## Try it:
Please return each of the entries below exactly as they appear.
┏━━
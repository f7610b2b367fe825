// SPDX-License-Identifier: GPL-3.0-only

//! Main application view
//!
//! This module composes the main UI:
//! - Preview (live composite or the captured photo) with countdown and status overlays
//! - Filter row (show, previous, next, apply)
//! - Overlay adjustment buttons (controls module)
//! - Bottom row with camera toggle, capture, save and print

use crate::app::state::{AppModel, Message};
use crate::constants::{MAX_APPLIED_OVERLAYS, ui};
use crate::fl;
use cosmic::Element;
use cosmic::iced::{Alignment, Background, Color, ContentFit, Length};
use cosmic::widget::{self, icon};

impl AppModel {
    /// Build the main application view
    pub fn view(&self) -> Element<'_, Message> {
        let spacing = cosmic::theme::spacing();

        let preview_stack = cosmic::iced::widget::stack![
            self.build_preview(),
            self.build_countdown_overlay(),
            self.build_status_overlay(),
        ]
        .width(Length::Fill)
        .height(Length::Fill);

        let preview_area = widget::container(preview_stack)
            .width(Length::Fill)
            .height(Length::Fill)
            .style(|_theme| widget::container::Style {
                background: Some(Background::Color(Color::BLACK)),
                ..Default::default()
            });

        let controls = widget::column()
            .push(self.build_filter_row())
            .push(widget::vertical_space().height(spacing.space_xxs))
            .push(
                widget::container(self.build_adjust_buttons())
                    .width(Length::Fill)
                    .center_x(Length::Fill),
            )
            .push(self.build_bottom_row())
            .padding([spacing.space_xs, spacing.space_s]);

        widget::column()
            .push(preview_area)
            .push(controls)
            .width(Length::Fill)
            .height(Length::Fill)
            .into()
    }

    /// Composited preview, or a hint when there is nothing to show
    fn build_preview(&self) -> Element<'_, Message> {
        match &self.preview {
            Some(handle) => widget::image::Image::new(handle.clone())
                .content_fit(ContentFit::Contain)
                .width(Length::Fill)
                .height(Length::Fill)
                .into(),
            None => {
                let hint = if self.camera_active {
                    fl!("camera-starting")
                } else {
                    fl!("camera-off")
                };
                widget::container(widget::text(hint).size(ui::STATUS_TEXT_SIZE))
                    .width(Length::Fill)
                    .height(Length::Fill)
                    .center(Length::Fill)
                    .into()
            }
        }
    }

    /// Large digit in the middle of the preview while counting down
    fn build_countdown_overlay(&self) -> Element<'_, Message> {
        let Some(digit) = self.countdown.displayed() else {
            return widget::Space::new(Length::Fill, Length::Fill).into();
        };

        let badge = widget::container(
            widget::text(digit.to_string())
                .size(ui::COUNTDOWN_TEXT_SIZE)
                .font(cosmic::font::bold()),
        )
        .padding([8, 32])
        .style(|_theme| widget::container::Style {
            background: Some(Background::Color(Color::from_rgba(
                0.0,
                0.0,
                0.0,
                ui::OVERLAY_BACKGROUND_ALPHA,
            ))),
            text_color: Some(Color::WHITE),
            border: cosmic::iced::Border {
                radius: [16.0; 4].into(),
                ..Default::default()
            },
            ..Default::default()
        });

        widget::container(badge)
            .width(Length::Fill)
            .height(Length::Fill)
            .center(Length::Fill)
            .into()
    }

    /// Status line pinned to the bottom of the preview
    fn build_status_overlay(&self) -> Element<'_, Message> {
        let Some((text, _)) = &self.status else {
            return widget::Space::new(Length::Fill, Length::Fill).into();
        };

        let label = widget::container(widget::text(text.as_str()).size(ui::STATUS_TEXT_SIZE))
            .padding([6, 16])
            .style(|_theme| widget::container::Style {
                background: Some(Background::Color(Color::from_rgba(
                    0.0,
                    0.0,
                    0.0,
                    ui::OVERLAY_BACKGROUND_ALPHA,
                ))),
                text_color: Some(Color::WHITE),
                border: cosmic::iced::Border {
                    radius: [8.0; 4].into(),
                    ..Default::default()
                },
                ..Default::default()
            });

        widget::container(label)
            .width(Length::Fill)
            .height(Length::Fill)
            .align_x(Alignment::Center)
            .align_y(Alignment::End)
            .padding(16)
            .into()
    }

    fn build_filter_row(&self) -> Element<'_, Message> {
        let spacing = cosmic::theme::spacing();
        let has_filters = !self.session.catalog().is_empty();
        let can_add = self.session.can_add_filter() && has_filters;
        let has_pending = self.session.pending().is_some();

        let show_button = widget::button::standard(fl!("show-filters"))
            .on_press_maybe(can_add.then_some(Message::ShowFilters));

        let previous_button = widget::button::icon(icon::from_name("go-previous-symbolic"))
            .on_press_maybe(can_add.then_some(Message::PreviousFilter));

        let next_button = widget::button::icon(icon::from_name("go-next-symbolic"))
            .on_press_maybe(can_add.then_some(Message::NextFilter));

        let apply_button = widget::button::suggested(fl!("apply-filter"))
            .on_press_maybe((can_add && has_pending).then_some(Message::ApplyFilter));

        let current_name = if has_pending {
            self.session
                .catalog()
                .get(self.session.current_index())
                .map(|asset| asset.name.clone())
                .unwrap_or_default()
        } else {
            String::new()
        };

        let counter = widget::text(format!(
            "{}/{}",
            self.session.applied().len(),
            MAX_APPLIED_OVERLAYS
        ))
        .class(cosmic::theme::Text::Accent);

        widget::row()
            .push(show_button)
            .push(previous_button)
            .push(widget::text(current_name))
            .push(next_button)
            .push(apply_button)
            .push(widget::horizontal_space())
            .push(counter)
            .spacing(spacing.space_xs)
            .align_y(Alignment::Center)
            .into()
    }

    fn build_bottom_row(&self) -> Element<'_, Message> {
        let spacing = cosmic::theme::spacing();
        let captured = self.session.is_captured();

        let camera_button = if self.camera_active {
            widget::button::standard(fl!("stop-camera")).on_press(Message::StopCamera)
        } else {
            widget::button::standard(fl!("start-camera")).on_press_maybe(
                (!self.available_cameras.is_empty()).then_some(Message::StartCamera),
            )
        };

        let save_button = widget::button::suggested(fl!("save-photo"))
            .on_press_maybe((captured && !self.is_saving).then_some(Message::SavePhoto));

        let print_button = widget::button::standard(fl!("print-photo"))
            .on_press_maybe((captured && !self.is_printing).then_some(Message::PrintPhoto));

        // Fill on both sides keeps the shutter centred
        widget::row()
            .push(
                widget::container(camera_button)
                    .width(Length::Fill)
                    .align_x(Alignment::Start),
            )
            .push(self.build_capture_button())
            .push(
                widget::container(
                    widget::row()
                        .push(save_button)
                        .push(print_button)
                        .spacing(spacing.space_xs),
                )
                .width(Length::Fill)
                .align_x(Alignment::End),
            )
            .align_y(Alignment::Center)
            .width(Length::Fill)
            .into()
    }
}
┗━━
## Result for this exercise:
repository f7610b2b367fe825
// SPDX-License-Identifier: GPL-3.0-only

//! Main application view
//!
//! This module composes the main UI:
//! - Preview (live composite or the captured photo) with countdown and status overlays
//! - Filter row (show, previous, next, apply)
//! - Overlay adjustment buttons (controls module)
//! - Bottom row with camera toggle, capture, save and print

use crate::app::state::{AppModel, Message};
use crate::constants::{MAX_APPLIED_OVERLAYS, ui};
use crate::fl;
use cosmic::Element;
use cosmic::iced::{Alignment, Background, Color, ContentFit, Length};
use cosmic::widget::{self, icon};

impl AppModel {
    /// Build the main application view
    pub fn view(&self) -> Element<'_, Message> {
        let spacing = cosmic::theme::spacing();

        let preview_stack = cosmic::iced::widget::stack![
            self.build_preview(),
            self.build_countdown_overlay(),
            self.build_status_overlay(),
        ]
        .width(Length::Fill)
        .height(Length::Fill);

        let preview_area = widget::container(preview_stack)
            .width(Length::Fill)
            .height(Length::Fill)
            .style(|_theme| widget::container::Style {
                background: Some(Background::Color(Color::BLACK)),
                ..Default::default()
            });

        let controls = widget::column()
            .push(self.build_filter_row())
            .push(widget::vertical_space().height(spacing.space_xxs))
            .push(
                widget::container(self.build_adjust_buttons())
                    .width(Length::Fill)
                    .center_x(Length::Fill),
            )
            .push(self.build_bottom_row())
            .padding([spacing.space_xs, spacing.space_s]);

        widget::column()
            .push(preview_area)
            .push(controls)
            .width(Length::Fill)
            .height(Length::Fill)
            .into()
    }

    /// Composited preview, or a hint when there is nothing to show
    fn build_preview(&self) -> Element<'_, Message> {
        match &self.preview {
            Some(handle) => widget::image::Image::new(handle.clone())
                .content_fit(ContentFit::Contain)
                .width(Length::Fill)
                .height(Length::Fill)
                .into(),
            None => {
                let hint = if self.camera_active {
                    fl!("camera-starting")
                } else {
                    fl!("camera-off")
                };
                widget::container(widget::text(hint).size(ui::STATUS_TEXT_SIZE))
                    .width(Length::Fill)
                    .height(Length::Fill)
                    .center(Length::Fill)
                    .into()
            }
        }
    }

    /// Large digit in the middle of the preview while counting down
    fn build_countdown_overlay(&self) -> Element<'_, Message> {
        let Some(digit) = self.countdown.displayed() else {
            return widget::Space::new(Length::Fill, Length::Fill).into();
        };

        let badge = widget::container(
            widget::text(digit.to_string())
                .size(ui::COUNTDOWN_TEXT_SIZE)
                .font(cosmic::font::bold()),
        )
        .padding([8, 32])
        .style(|_theme| widget::container::Style {
            background: Some(Background::Color(Color::from_rgba(
                0.0,
                0.0,
                0.0,
                ui::OVERLAY_BACKGROUND_ALPHA,
            ))),
            text_color: Some(Color::WHITE),
            border: cosmic::iced::Border {
                radius: [16.0; 4].into(),
                ..Default::default()
            },
            ..Default::default()
        });

        widget::container(badge)
            .width(Length::Fill)
            .height(Length::Fill)
            .center(Length::Fill)
            .into()
    }

    /// Status line pinned to the bottom of the preview
    fn build_status_overlay(&self) -> Element<'_, Message> {
        let Some((text, _)) = &self.status else {
            return widget::Space::new(Length::Fill, Length::Fill).into();
        };

        let label = widget::container(widget::text(text.as_str()).size(ui::STATUS_TEXT_SIZE))
            .padding([6, 16])
            .style(|_theme| widget::container::Style {
                background: Some(Background::Color(Color::from_rgba(
                    0.0,
                    0.0,
                    0.0,
                    ui::OVERLAY_BACKGROUND_ALPHA,
                ))),
                text_color: Some(Color::WHITE),
                border: cosmic::iced::Border {
                    radius: [8.0; 4].into(),
                    ..Default::default()
                },
                ..Default::default()
            });

        widget::container(label)
            .width(Length::Fill)
            .height(Length::Fill)
            .align_x(Alignment::Center)
            .align_y(Alignment::End)
            .padding(16)
            .into()
    }

    fn build_filter_row(&self) -> Element<'_, Message> {
        let spacing = cosmic::theme::spacing();
        let has_filters = !self.session.catalog().is_empty();
        let can_add = self.session.can_add_filter() && has_filters;
        let has_pending = self.session.pending().is_some();

        let show_button = widget::button::standard(fl!("show-filters"))
            .on_press_maybe(can_add.then_some(Message::ShowFilters));

        let previous_button = widget::button::icon(icon::from_name("go-previous-symbolic"))
            .on_press_maybe(can_add.then_some(Message::PreviousFilter));

        let next_button = widget::button::icon(icon::from_name("go-next-symbolic"))
            .on_press_maybe(can_add.then_some(Message::NextFilter));

        let apply_button = widget::button::suggested(fl!("apply-filter"))
            .on_press_maybe((can_add && has_pending).then_some(Message::ApplyFilter));

        let current_name = if has_pending {
            self.session
                .catalog()
                .get(self.session.current_index())
                .map(|asset| asset.name.clone())
                .unwrap_or_default()
        } else {
            String::new()
        };

        let counter = widget::text(format!(
            "{}/{}",
            self.session.applied().len(),
            MAX_APPLIED_OVERLAYS
        ))
        .class(cosmic::theme::Text::Accent);

        widget::row()
            .push(show_button)
            .push(previous_button)
            .push(widget::text(current_name))
            .push(next_button)
            .push(apply_button)
            .push(widget::horizontal_space())
            .push(counter)
            .spacing(spacing.space_xs)
            .align_y(Alignment::Center)
            .into()
    }

    fn build_bottom_row(&self) -> Element<'_, Message> {
        let spacing = cosmic::theme::spacing();
        let captured = self.session.is_captured();

        let camera_button = if self.camera_active {
            widget::button::standard(fl!("stop-camera")).on_press(Message::StopCamera)
        } else {
            widget::button::standard(fl!("start-camera")).on_press_maybe(
                (!self.available_cameras.is_empty()).then_some(Message::StartCamera),
            )
        };

        let save_button = widget::button::suggested(fl!("save-photo"))
            .on_press_maybe((captured && !self.is_saving).then_some(Message::SavePhoto));

        let print_button = widget::button::standard(fl!("print-photo"))
            .on_press_maybe((captured && !self.is_printing).then_some(Message::PrintPhoto));

        // Fill on both sides keeps the shutter centred
        widget::row()
            .push(
                widget::container(camera_button)
                    .width(Length::Fill)
                    .align_x(Alignment::Start),
            )
            .push(self.build_capture_button())
            .push(
                widget::container(
                    widget::row()
                        .push(save_button)
                        .push(print_button)
                        .spacing(spacing.space_xs),
                )
                .width(Length::Fill)
                .align_x(Alignment::End),
            )
            .align_y(Alignment::Center)
            .width(Length::Fill)
            .into()
    }
}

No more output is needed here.